In order to control the liquid level in the storage tank, the traditional immersion cooling system is equipped with a liquid replenishment opening at the bottom of the storage tank and a liquid discharge opening at the top of the storage tank. An upper and lower liquid level gauge is set near the liquid discharge opening. If the liquid level in the storage tank is lower than the lower liquid level limit, the pump is started to replenish the cooling liquid from the liquid replenishment opening; if the liquid level in the storage tank is higher than the upper liquid level limit, the cooling liquid is automatically discharged from the storage tank from the liquid discharge opening using gravity. However, different volumes of components to be cooled require different cooling liquid levels to be set in the storage tank, but the positions of the upper and lower liquid level gauges are limited by the liquid discharge opening, and cannot provide more flexible controllability.

The present invention provides a liquid level control device with liquid level height controllability to solve the above-mentioned problems.

The patent application scope of the present invention discloses a liquid level control device, which includes a main tank body, a liquid storage tank and a connecting manifold. The main tank body has a delivery port and a first liquid level detector. The delivery port is arranged at a bottom of the main tank body, and the first liquid level detector is arranged at a top of the main tank body. The liquid storage tank has a liquid outlet, a liquid inlet and a second liquid level detector. The connecting manifold is arranged between the main tank body and the liquid storage tank. The connecting manifold includes a liquid replenishing pipe and a liquid draining pipe. The two ends of the liquid replenishing pipe are respectively connected to the delivery port and the liquid outlet. The two ends of the liquid draining pipe are respectively connected to the delivery port and the liquid inlet.

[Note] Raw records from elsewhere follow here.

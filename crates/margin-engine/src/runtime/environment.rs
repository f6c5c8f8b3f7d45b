//! Lexical environments for variable binding.
//!
//! Environments form a shared chain: closures keep their defining scope
//! alive, and assignments through any handle are visible to every other
//! handle on the same scope.

use rustc_hash::FxHashMap;
use std::cell::RefCell;
use std::rc::Rc;

use super::value::Value;

/// A lexical environment for variable bindings.
#[derive(Debug, Clone, Default)]
pub struct Environment {
    inner: Rc<RefCell<Scope>>,
}

#[derive(Debug, Default)]
struct Scope {
    bindings: FxHashMap<String, Binding>,
    outer: Option<Environment>,
}

/// A variable binding.
#[derive(Debug, Clone)]
struct Binding {
    value: Value,
    mutable: bool,
}

/// The outcome of assigning through the chain.
#[derive(Debug, Clone, Copy, PartialEq, Eq)]
pub enum SetOutcome {
    /// The binding was found and updated
    Assigned,
    /// The binding was found but is `const`
    Immutable,
    /// No binding with that name exists anywhere in the chain
    NotFound,
}

impl Environment {
    /// Creates a new root environment.
    pub fn new() -> Self {
        Self::default()
    }

    /// Creates a child environment whose outer scope is this one.
    pub fn child(&self) -> Self {
        Self {
            inner: Rc::new(RefCell::new(Scope {
                bindings: FxHashMap::default(),
                outer: Some(self.clone()),
            })),
        }
    }

    /// Declares a variable in this scope, shadowing any outer binding.
    /// Redeclaration in the same scope overwrites.
    pub fn declare(&self, name: impl Into<String>, value: Value, mutable: bool) {
        self.inner
            .borrow_mut()
            .bindings
            .insert(name.into(), Binding { value, mutable });
    }

    /// Whether a binding exists in this scope only.
    pub fn has_own(&self, name: &str) -> bool {
        self.inner.borrow().bindings.contains_key(name)
    }

    /// Gets a variable's value, walking the chain.
    pub fn get(&self, name: &str) -> Option<Value> {
        let scope = self.inner.borrow();
        if let Some(binding) = scope.bindings.get(name) {
            return Some(binding.value.clone());
        }
        scope.outer.as_ref().and_then(|outer| outer.get(name))
    }

    /// Sets a variable's value, walking the chain.
    pub fn set(&self, name: &str, value: Value) -> SetOutcome {
        let mut scope = self.inner.borrow_mut();
        if let Some(binding) = scope.bindings.get_mut(name) {
            if !binding.mutable {
                return SetOutcome::Immutable;
            }
            binding.value = value;
            return SetOutcome::Assigned;
        }
        match &scope.outer {
            Some(outer) => outer.set(name, value),
            None => SetOutcome::NotFound,
        }
    }
}

#[cfg(test)]
mod tests {
    use super::*;

    #[test]
    fn test_declare_and_get() {
        let env = Environment::new();
        env.declare("x", Value::Number(1.0), true);
        assert_eq!(env.get("x"), Some(Value::Number(1.0)));
        assert_eq!(env.get("y"), None);
    }

    #[test]
    fn test_child_shadowing() {
        let outer = Environment::new();
        outer.declare("x", Value::Number(1.0), true);
        let inner = outer.child();
        inner.declare("x", Value::Number(2.0), true);
        assert_eq!(inner.get("x"), Some(Value::Number(2.0)));
        assert_eq!(outer.get("x"), Some(Value::Number(1.0)));
    }

    #[test]
    fn test_set_walks_chain() {
        let outer = Environment::new();
        outer.declare("x", Value::Number(1.0), true);
        let inner = outer.child();
        assert_eq!(inner.set("x", Value::Number(5.0)), SetOutcome::Assigned);
        assert_eq!(outer.get("x"), Some(Value::Number(5.0)));
    }

    #[test]
    fn test_const_is_immutable() {
        let env = Environment::new();
        env.declare("c", Value::Number(1.0), false);
        assert_eq!(env.set("c", Value::Number(2.0)), SetOutcome::Immutable);
    }

    #[test]
    fn test_set_unknown_reports_not_found() {
        let env = Environment::new();
        assert_eq!(env.set("nope", Value::Null), SetOutcome::NotFound);
    }
}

The patent application scope of the present invention further discloses that the liquid level control device further includes a liquid replenishing pump and a liquid replenishing controller. The liquid replenishing pump is arranged in the liquid replenishing pipe, and is used to transfer the liquid in the liquid storage tank to the main tank body. The liquid replenishing controller is arranged in the liquid replenishing pipe, and is used to open or close the liquid replenishing pump. The liquid level control device further includes a liquid draining pump and a liquid draining controller. The liquid draining pump is arranged in the liquid draining pipe, and is used to transfer the liquid in the main tank body to the liquid storage tank. The liquid draining controller is arranged in the liquid draining pipe, and is used to open or close the liquid draining pump.

The liquid level control device of the present invention only needs to set a delivery port at the bottom of the main tank body, and use a Y-shaped connecting manifold to connect the main tank body and the liquid storage tank, so that the cooling liquid can flow between the main tank body and the liquid storage tank through the liquid replenishing pipe and the liquid draining pipe of the connecting manifold. Since the delivery port is located at the bottom of the main tank body, the first liquid level detector in the main tank body can be adjusted at will according to actual needs, so that the liquid level control device can be applied to various sizes of devices to be cooled. After the device to be cooled of unknown volume is placed in the main tank body, the liquid level control device can analyze the detection results of the first liquid level detector and the second liquid level detector to automatically perform the drainage or replenishment of the main tank body, ensuring that the liquid level heights of the main tank body and the liquid storage tank meet the application requirements.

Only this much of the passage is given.